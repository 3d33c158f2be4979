//! cookie-warden keeps a cookie-authenticated session alive and turns a polled
//! content timeline into exactly-once-per-version notifications.

pub mod api;
pub mod app;
pub mod audit;
pub mod config;
pub mod credentials;
pub mod database;
pub mod dedup;
pub mod error;
pub mod ingest;
pub mod logging;
pub mod notification;
pub mod utils;

pub use error::{Error, Result};
//! Browser-automation refresher.
//!
//! For sites whose session cookies can only be re-issued by the page itself:
//! inject the current cookies into a fresh browser context, load an
//! authenticated page and wait for the site to set the required cookies.
//! The browser is reached through [`BrowserDriver`] so the flow can run
//! against a CDP browser (`chromium` feature) or a scripted fake.

use std::sync::Arc;
use std::time::Duration;

use async_trait::async_trait;
use serde::{Deserialize, Serialize};
use tokio::time::{Instant, MissedTickBehavior};
use tracing::{debug, info, instrument, warn};

use crate::audit::AuditSink;
use crate::credentials::error::CredentialError;
use crate::credentials::refresher::Refresher;
use crate::credentials::types::Credential;

/// A cookie as seen by the browser.
#[derive(Debug, Clone, PartialEq, Eq, Serialize, Deserialize)]
pub struct BrowserCookie {
    pub name: String,
    pub value: String,
    pub domain: String,
    pub path: String,
}

/// Starts isolated browser contexts.
#[async_trait]
pub trait BrowserDriver: Send + Sync {
    async fn launch(&self) -> Result<Box<dyn BrowserSession>, CredentialError>;
}

/// One isolated browser context with a single page.
#[async_trait]
pub trait BrowserSession: Send {
    async fn set_cookies(&mut self, cookies: &[BrowserCookie]) -> Result<(), CredentialError>;
    async fn navigate(&mut self, url: &str) -> Result<(), CredentialError>;
    /// Current cookie jar of the page.
    async fn cookies(&mut self) -> Result<Vec<BrowserCookie>, CredentialError>;
    async fn screenshot(&mut self) -> Result<Vec<u8>, CredentialError>;
    async fn close(self: Box<Self>) -> Result<(), CredentialError>;
}

/// One real authenticated API call.
#[async_trait]
pub trait SessionProbe: Send + Sync {
    /// `Ok(false)` when the service rejects the session.
    async fn probe(&self, credential: &Credential) -> Result<bool, CredentialError>;
}

#[derive(Debug, Clone)]
pub struct BrowserRefresherConfig {
    /// Authenticated page that re-issues the session cookies.
    pub landing_url: String,
    /// Domain the injected cookies are scoped to.
    pub cookie_domain: String,
    /// Cookies that must all be present before the jar is accepted.
    pub required_cookies: Vec<String>,
    pub poll_interval: Duration,
    pub timeout: Duration,
}

impl Default for BrowserRefresherConfig {
    fn default() -> Self {
        Self {
            landing_url: "https://weibo.com/".to_string(),
            cookie_domain: ".weibo.com".to_string(),
            required_cookies: vec!["XSRF-TOKEN".to_string()],
            poll_interval: Duration::from_secs(5),
            timeout: Duration::from_secs(40),
        }
    }
}

pub struct BrowserRefresher {
    driver: Arc<dyn BrowserDriver>,
    probe: Arc<dyn SessionProbe>,
    audit: Option<Arc<dyn AuditSink>>,
    config: BrowserRefresherConfig,
}

impl BrowserRefresher {
    pub fn new(
        driver: Arc<dyn BrowserDriver>,
        probe: Arc<dyn SessionProbe>,
        config: BrowserRefresherConfig,
    ) -> Self {
        Self {
            driver,
            probe,
            audit: None,
            config,
        }
    }

    pub fn with_audit(mut self, audit: Arc<dyn AuditSink>) -> Self {
        self.audit = Some(audit);
        self
    }

    async fn run_session(
        &self,
        session: &mut dyn BrowserSession,
        credential: &Credential,
    ) -> Result<Credential, CredentialError> {
        let injected: Vec<BrowserCookie> = credential
            .cookies()
            .map(|(name, value)| BrowserCookie {
                name: name.to_string(),
                value: value.to_string(),
                domain: self.config.cookie_domain.clone(),
                path: "/".to_string(),
            })
            .collect();
        session.set_cookies(&injected).await?;
        session.navigate(&self.config.landing_url).await?;

        let jar = self.wait_for_required(session).await?;

        let renewed = Credential::new(
            credential.target_id.clone(),
            jar.into_iter().map(|c| (c.name, c.value)),
        )
        .with_refresh_token(credential.refresh_token.clone());

        if !self.probe.probe(&renewed).await? {
            return Err(CredentialError::RefreshRejected(
                "renewed browser session failed validation".to_string(),
            ));
        }

        self.upload_audit(session, &credential.target_id).await;
        Ok(renewed)
    }

    /// Poll the jar until every required cookie is present.
    async fn wait_for_required(
        &self,
        session: &mut dyn BrowserSession,
    ) -> Result<Vec<BrowserCookie>, CredentialError> {
        let started = Instant::now();
        let mut missing: Vec<String> = self.config.required_cookies.clone();
        let mut ticker = tokio::time::interval(self.config.poll_interval);
        ticker.set_missed_tick_behavior(MissedTickBehavior::Delay);

        let poll = async {
            loop {
                ticker.tick().await;
                let jar = session.cookies().await?;
                // Judge each jar on its own; a cookie seen earlier may be gone now.
                missing = missing_from(&self.config.required_cookies, &jar);
                if missing.is_empty() {
                    return Ok::<_, CredentialError>(jar);
                }
                debug!(missing = ?missing, elapsed = ?started.elapsed(), "Waiting for browser cookies");
            }
        };

        let outcome = tokio::time::timeout(self.config.timeout, poll).await;
        match outcome {
            Ok(result) => result,
            Err(_) => Err(CredentialError::BrowserTimeout {
                waited: started.elapsed(),
                missing,
            }),
        }
    }

    async fn upload_audit(&self, session: &mut dyn BrowserSession, target_id: &str) {
        let Some(audit) = self.audit.as_ref() else {
            return;
        };
        let png = match session.screenshot().await {
            Ok(png) => png,
            Err(e) => {
                warn!(error = %e, "Audit screenshot failed");
                return;
            }
        };
        match audit.upload_png(target_id, png).await {
            Ok(locator) => info!(%locator, "Audit screenshot stored"),
            Err(e) => warn!(error = %e, "Audit screenshot upload failed"),
        }
    }
}

fn missing_from(required: &[String], jar: &[BrowserCookie]) -> Vec<String> {
    required
        .iter()
        .filter(|name| !jar.iter().any(|c| &c.name == *name && !c.value.is_empty()))
        .cloned()
        .collect()
}

#[async_trait]
impl Refresher for BrowserRefresher {
    fn name(&self) -> &'static str {
        "browser"
    }

    async fn is_valid(&self, credential: &Credential) -> Result<bool, CredentialError> {
        self.probe.probe(credential).await
    }

    #[instrument(skip_all, fields(target_id = %credential.target_id))]
    async fn refresh(&self, credential: &Credential) -> Result<Credential, CredentialError> {
        let mut session = self.driver.launch().await?;
        let result = self.run_session(session.as_mut(), credential).await;
        if let Err(e) = session.close().await {
            warn!(error = %e, "Failed to close browser session");
        }
        result
    }
}
//! Weibo session probe.

use async_trait::async_trait;
use reqwest::Client;
use warden_platforms::weibo::{WeiboEndpoints, WeiboError, fetch_timeline};

use super::browser::SessionProbe;
use crate::credentials::error::CredentialError;
use crate::credentials::types::Credential;

/// Validates a Weibo session by reading the first timeline page.
pub struct WeiboSessionProbe {
    client: Client,
    endpoints: WeiboEndpoints,
    uid: u64,
}

impl WeiboSessionProbe {
    pub fn new(client: Client, endpoints: WeiboEndpoints, uid: u64) -> Self {
        Self {
            client,
            endpoints,
            uid,
        }
    }
}

#[async_trait]
impl SessionProbe for WeiboSessionProbe {
    async fn probe(&self, credential: &Credential) -> Result<bool, CredentialError> {
        match fetch_timeline(
            &self.client,
            &self.endpoints,
            self.uid,
            1,
            &credential.cookie_header(),
        )
        .await
        {
            Ok(_) => Ok(true),
            Err(WeiboError::Unauthorized(reason)) => {
                tracing::debug!(%reason, "Weibo rejected the session");
                Ok(false)
            }
            Err(WeiboError::Network(e)) => Err(CredentialError::Network(e)),
            Err(e) => Err(CredentialError::Parse(e.to_string())),
        }
    }
}

#[cfg(test)]
mod tests {
    use super::*;
    use wiremock::matchers::{header, method, path};
    use wiremock::{Mock, MockServer, ResponseTemplate};

    #[tokio::test]
    async fn test_session_check_maps_logged_out_to_false() {
        let _ = rustls::crypto::aws_lc_rs::default_provider().install_default();
        let server = MockServer::start().await;
        Mock::given(method("GET"))
            .and(path("/ajax/statuses/mymblog"))
            .and(header("X-Xsrf-Token", "good"))
            .respond_with(ResponseTemplate::new(200).set_body_string(r#"{"ok":1,"data":{"list":[]}}"#))
            .mount(&server)
            .await;
        Mock::given(method("GET"))
            .and(path("/ajax/statuses/mymblog"))
            .respond_with(ResponseTemplate::new(200).set_body_string(r#"{"ok":-100}"#))
            .mount(&server)
            .await;

        let probe = WeiboSessionProbe::new(Client::new(), WeiboEndpoints::new(server.uri()), 1);

        let good = Credential::from_cookie_header("weibo", "SUB=s; XSRF-TOKEN=good");
        let stale = Credential::from_cookie_header("weibo", "SUB=s");
        assert!(probe.probe(&good).await.unwrap());
        assert!(!probe.probe(&stale).await.unwrap());
    }
}
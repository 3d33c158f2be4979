//! Challenge-response refresher for Bilibili passport cookies.

use async_trait::async_trait;
use reqwest::Client;
use tracing::{debug, info};
use warden_platforms::bilibili::{
    CookieStatus, PassportEndpoints, check_cookie_status, refresh_cookies, validate_cookies,
};

use crate::credentials::error::CredentialError;
use crate::credentials::refresher::Refresher;
use crate::credentials::types::Credential;

/// Renews the session through the RSA-OAEP correspond handshake.
///
/// The long-lived refresh token rotates on every success.
pub struct ChallengeResponseRefresher {
    client: Client,
    endpoints: PassportEndpoints,
}

impl ChallengeResponseRefresher {
    pub fn new(client: Client) -> Self {
        Self::with_endpoints(client, PassportEndpoints::default())
    }

    pub fn with_endpoints(client: Client, endpoints: PassportEndpoints) -> Self {
        Self { client, endpoints }
    }
}

#[async_trait]
impl Refresher for ChallengeResponseRefresher {
    fn name(&self) -> &'static str {
        "challenge_response"
    }

    async fn is_valid(&self, credential: &Credential) -> Result<bool, CredentialError> {
        let cookies = credential.cookie_header();
        match check_cookie_status(&self.client, &self.endpoints, &cookies).await? {
            CookieStatus::Valid => {}
            CookieStatus::NeedsRefresh { deadline_timestamp } => {
                info!(?deadline_timestamp, "Passport asks for a cookie refresh");
                return Ok(false);
            }
            CookieStatus::Invalid { reason, code } => {
                debug!(%reason, ?code, "Cookie info reports an invalid session");
                return Ok(false);
            }
        }

        // cookie/info can lag behind a revoked session; nav is authoritative.
        Ok(validate_cookies(&self.client, &self.endpoints, &cookies).await?)
    }

    async fn refresh(&self, credential: &Credential) -> Result<Credential, CredentialError> {
        let refresh_token = credential
            .refresh_token
            .as_deref()
            .ok_or(CredentialError::MissingRefreshToken)?;

        let refreshed = refresh_cookies(
            &self.client,
            &self.endpoints,
            &credential.cookie_header(),
            refresh_token,
        )
        .await?;

        Ok(
            Credential::from_cookie_header(credential.target_id.clone(), &refreshed.cookies)
                .with_refresh_token(Some(refreshed.refresh_token)),
        )
    }
}

#[cfg(test)]
mod tests {
    use super::*;
    use wiremock::matchers::{body_string_contains, header_regex, method, path, path_regex};
    use wiremock::{Mock, MockServer, ResponseTemplate};

    fn client() -> Client {
        let _ = rustls::crypto::aws_lc_rs::default_provider().install_default();
        Client::new()
    }

    fn credential() -> Credential {
        Credential::from_cookie_header("bili", "SESSDATA=s1; bili_jct=jct1; DedeUserID=42")
            .with_refresh_token(Some("rt1".into()))
    }

    async fn mount_rotation(server: &MockServer) {
        Mock::given(method("GET"))
            .and(path_regex(r"^/correspond/1/[0-9a-f]{256}$"))
            .respond_with(
                ResponseTemplate::new(200)
                    .set_body_string(r#"<html><div id="1-name">csrf-token</div></html>"#),
            )
            .mount(server)
            .await;
        Mock::given(method("POST"))
            .and(path("/x/passport-login/web/cookie/refresh"))
            .and(body_string_contains("refresh_token=rt1"))
            .respond_with(
                ResponseTemplate::new(200)
                    .append_header("Set-Cookie", "SESSDATA=s2; Path=/; HttpOnly")
                    .append_header("Set-Cookie", "bili_jct=jct2; Path=/")
                    .set_body_string(r#"{"code":0,"message":"0","data":{"refresh_token":"rt2"}}"#),
            )
            .mount(server)
            .await;
        Mock::given(method("POST"))
            .and(path("/x/passport-login/web/confirm/refresh"))
            .respond_with(ResponseTemplate::new(200).set_body_string(r#"{"code":0}"#))
            .mount(server)
            .await;
    }

    async fn mount_probes(server: &MockServer) {
        // Old session: needs refresh and nav logged out.
        Mock::given(method("GET"))
            .and(path("/x/passport-login/web/cookie/info"))
            .and(header_regex("cookie", "SESSDATA=s1"))
            .respond_with(ResponseTemplate::new(200).set_body_string(
                r#"{"code":0,"data":{"refresh":true,"timestamp":1700000000000}}"#,
            ))
            .mount(server)
            .await;
        Mock::given(method("GET"))
            .and(path("/x/passport-login/web/cookie/info"))
            .and(header_regex("cookie", "SESSDATA=s2"))
            .respond_with(
                ResponseTemplate::new(200).set_body_string(r#"{"code":0,"data":{"refresh":false}}"#),
            )
            .mount(server)
            .await;
        Mock::given(method("GET"))
            .and(path("/x/web-interface/nav"))
            .and(header_regex("cookie", "SESSDATA=s2"))
            .respond_with(ResponseTemplate::new(200).set_body_string(
                r#"{"code":0,"data":{"isLogin":true,"mid":42,"uname":"u"}}"#,
            ))
            .mount(server)
            .await;
    }

    #[tokio::test]
    async fn test_is_valid_refresh_is_valid_round_trip() {
        let server = MockServer::start().await;
        mount_rotation(&server).await;
        mount_probes(&server).await;

        let refresher = ChallengeResponseRefresher::with_endpoints(
            client(),
            PassportEndpoints::single_host(server.uri()),
        );
        let old = credential();

        assert!(!refresher.is_valid(&old).await.unwrap());
        let renewed = refresher.refresh(&old).await.unwrap();
        assert!(refresher.is_valid(&renewed).await.unwrap());

        assert_eq!(renewed.get("SESSDATA"), Some("s2"));
        assert_eq!(renewed.get("DedeUserID"), Some("42"));
        assert_eq!(renewed.refresh_token.as_deref(), Some("rt2"));
        // The input is untouched.
        assert_eq!(old.refresh_token.as_deref(), Some("rt1"));
    }

    #[tokio::test]
    async fn test_missing_marker_is_challenge_error_and_token_kept() {
        let server = MockServer::start().await;
        Mock::given(method("GET"))
            .and(path_regex(r"^/correspond/1/"))
            .respond_with(ResponseTemplate::new(200).set_body_string("<html>nope</html>"))
            .mount(&server)
            .await;
        Mock::given(method("POST"))
            .respond_with(ResponseTemplate::new(200))
            .expect(0)
            .mount(&server)
            .await;

        let refresher = ChallengeResponseRefresher::with_endpoints(
            client(),
            PassportEndpoints::single_host(server.uri()),
        );
        let old = credential();
        let err = refresher.refresh(&old).await.unwrap_err();

        assert!(matches!(
            err,
            CredentialError::ChallengeTokenNotFound { status: 200 }
        ));
        assert_eq!(old.refresh_token.as_deref(), Some("rt1"));
    }

    #[tokio::test]
    async fn test_refresh_without_token_requires_relogin() {
        let refresher = ChallengeResponseRefresher::new(client());
        let credential = Credential::from_cookie_header("bili", "SESSDATA=s1; bili_jct=j");
        let err = refresher.refresh(&credential).await.unwrap_err();
        assert!(err.requires_relogin());
    }
}
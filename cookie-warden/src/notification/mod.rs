//! Notification system module.
//!
//! Delivers content and credential events through webhook and DingTalk
//! channels with retry logic and a circuit breaker per channel.
//!
//! # Example
//!
//! ```ignore
//! use cookie_warden::notification::{NotificationService, NotificationServiceConfig};
//! use cookie_warden::notification::channels::{ChannelConfig, WebhookConfig};
//!
//! let config = NotificationServiceConfig {
//!     channels: vec![ChannelConfig::Webhook(WebhookConfig {
//!         enabled: true,
//!         url: "https://example.com/hook".to_string(),
//!         ..Default::default()
//!     })],
//!     ..Default::default()
//! };
//!
//! let service = NotificationService::with_config(config);
//! ```

pub mod channels;
pub mod events;
pub mod service;

pub use channels::{ChannelConfig, DingTalkConfig, NotificationChannel, WebhookConfig};
pub use events::{NotificationEvent, NotificationPriority};
pub use service::{NotificationService, NotificationServiceConfig, NotificationStats, Notifier};
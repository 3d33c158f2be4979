//! CDP browser driver backed by a local Chromium.

use std::path::PathBuf;

use async_trait::async_trait;
use chromiumoxide::cdp::browser_protocol::network::CookieParam;
use chromiumoxide::page::ScreenshotParams;
use chromiumoxide::{Browser, BrowserConfig, Page};
use futures::StreamExt;
use tokio::task::JoinHandle;
use tracing::debug;

use super::browser::{BrowserCookie, BrowserDriver, BrowserSession};
use crate::credentials::error::CredentialError;

fn browser_err(e: impl std::fmt::Display) -> CredentialError {
    CredentialError::Browser(e.to_string())
}

/// Launches a fresh incognito Chromium per refresh.
#[derive(Debug, Clone, Default)]
pub struct ChromiumDriver {
    /// Chrome/Chromium binary; auto-detected when unset.
    pub executable: Option<PathBuf>,
    /// Show the browser window.
    pub headful: bool,
}

#[async_trait]
impl BrowserDriver for ChromiumDriver {
    async fn launch(&self) -> Result<Box<dyn BrowserSession>, CredentialError> {
        let mut builder = BrowserConfig::builder().incognito();
        if self.headful {
            builder = builder.with_head();
        }
        if let Some(executable) = &self.executable {
            builder = builder.chrome_executable(executable);
        }
        let config = builder.build().map_err(browser_err)?;

        let (browser, mut handler) = Browser::launch(config).await.map_err(browser_err)?;
        let handler = tokio::spawn(async move {
            while let Some(event) = handler.next().await {
                if let Err(e) = event {
                    debug!(error = %e, "CDP handler stopped");
                    break;
                }
            }
        });

        let page = browser.new_page("about:blank").await.map_err(browser_err)?;
        Ok(Box::new(ChromiumSession {
            browser,
            page,
            handler,
        }))
    }
}

struct ChromiumSession {
    browser: Browser,
    page: Page,
    handler: JoinHandle<()>,
}

#[async_trait]
impl BrowserSession for ChromiumSession {
    async fn set_cookies(&mut self, cookies: &[BrowserCookie]) -> Result<(), CredentialError> {
        let params = cookies
            .iter()
            .map(|c| {
                CookieParam::builder()
                    .name(c.name.clone())
                    .value(c.value.clone())
                    .domain(c.domain.clone())
                    .path(c.path.clone())
                    .build()
                    .map_err(browser_err)
            })
            .collect::<Result<Vec<_>, _>>()?;
        self.page.set_cookies(params).await.map_err(browser_err)?;
        Ok(())
    }

    async fn navigate(&mut self, url: &str) -> Result<(), CredentialError> {
        self.page.goto(url).await.map_err(browser_err)?;
        Ok(())
    }

    async fn cookies(&mut self) -> Result<Vec<BrowserCookie>, CredentialError> {
        let cookies = self.page.get_cookies().await.map_err(browser_err)?;
        Ok(cookies
            .into_iter()
            .map(|c| BrowserCookie {
                name: c.name,
                value: c.value,
                domain: c.domain,
                path: c.path,
            })
            .collect())
    }

    async fn screenshot(&mut self) -> Result<Vec<u8>, CredentialError> {
        self.page
            .screenshot(ScreenshotParams::builder().full_page(true).build())
            .await
            .map_err(browser_err)
    }

    async fn close(self: Box<Self>) -> Result<(), CredentialError> {
        let ChromiumSession {
            mut browser,
            page,
            handler,
        } = *self;
        drop(page);
        let closed = browser.close().await.map(|_| ()).map_err(browser_err);
        let _ = browser.wait().await;
        handler.abort();
        closed
    }
}
//! Read-only HTTP view over archived content.
//!
//! - `GET /api/items/{id}`: every stored version of an item
//! - `GET /api/items/{id}/children`: ids of items replying to or reposting it
//! - `GET /api/files`: JSON files written by the directory archive
//! - `/archive/...`: the directory archive itself

pub mod error;
pub mod routes;

use std::net::SocketAddr;
use std::path::PathBuf;
use std::sync::Arc;

use axum::Router;
use tokio::net::TcpListener;
use tokio_util::sync::CancellationToken;
use tower_http::services::ServeDir;
use tower_http::trace::TraceLayer;
use tracing::info;

use crate::database::SqlxContentRepository;
use crate::{Error, Result};

/// Shared state for the browse handlers.
#[derive(Clone)]
pub struct BrowseState {
    /// Present when items are archived in the database.
    pub content: Option<Arc<SqlxContentRepository>>,
    /// Root of the directory archive.
    pub archive_dir: PathBuf,
}

pub fn router(state: BrowseState) -> Router {
    let files = ServeDir::new(&state.archive_dir);
    Router::new()
        .nest("/api", routes::router())
        .nest_service("/archive", files)
        .layer(TraceLayer::new_for_http())
        .with_state(state)
}

/// Serve until `cancel` fires.
pub async fn serve(listen: &str, state: BrowseState, cancel: CancellationToken) -> Result<()> {
    let addr: SocketAddr = listen
        .parse()
        .map_err(|e| Error::config(format!("invalid browse.listen '{listen}': {e}")))?;
    let listener = TcpListener::bind(addr).await?;
    info!("Archive browser listening on http://{}", addr);

    axum::serve(listener, router(state))
        .with_graceful_shutdown(async move {
            cancel.cancelled().await;
            info!("Archive browser shutting down");
        })
        .await?;
    Ok(())
}
//! Credential lifecycle: storage, validity probes, refresh strategies and the
//! keepalive schedule that drives them.
//!
//! # Architecture
//!
//! - [`CredentialStore`]: the single in-memory owner of a target's credential,
//!   backed by a [`CredentialPersistence`] (cookie file or database)
//! - [`Refresher`]: validity probe + refresh strategy per authentication mechanism
//! - [`CredentialService`]: serializes refreshes and handles persistence,
//!   failure tracking and alerting
//! - [`KeepaliveScheduler`]: periodic check/refresh on a fixed, daily or cron schedule

pub mod error;
pub mod keepalive;
pub mod platforms;
pub mod refresher;
pub mod service;
pub mod store;
pub mod tracker;
pub mod types;

pub use error::CredentialError;
pub use keepalive::{KeepaliveSchedule, KeepaliveScheduler, KeepaliveState};
pub use refresher::{ForcedRefresher, Refresher};
pub use service::{CredentialService, RefreshOutcome};
pub use store::{CredentialPersistence, CredentialStore, FileCredentialPersistence};
pub use tracker::RefreshFailureTracker;
pub use types::{Credential, ValidityState};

=== What is needed ===
Copy each line of the listing that contains the string "executable".

=== Written reply ===
    pub executable: Option<PathBuf>,
        if let Some(executable) = &self.executable {
            builder = builder.chrome_executable(executable);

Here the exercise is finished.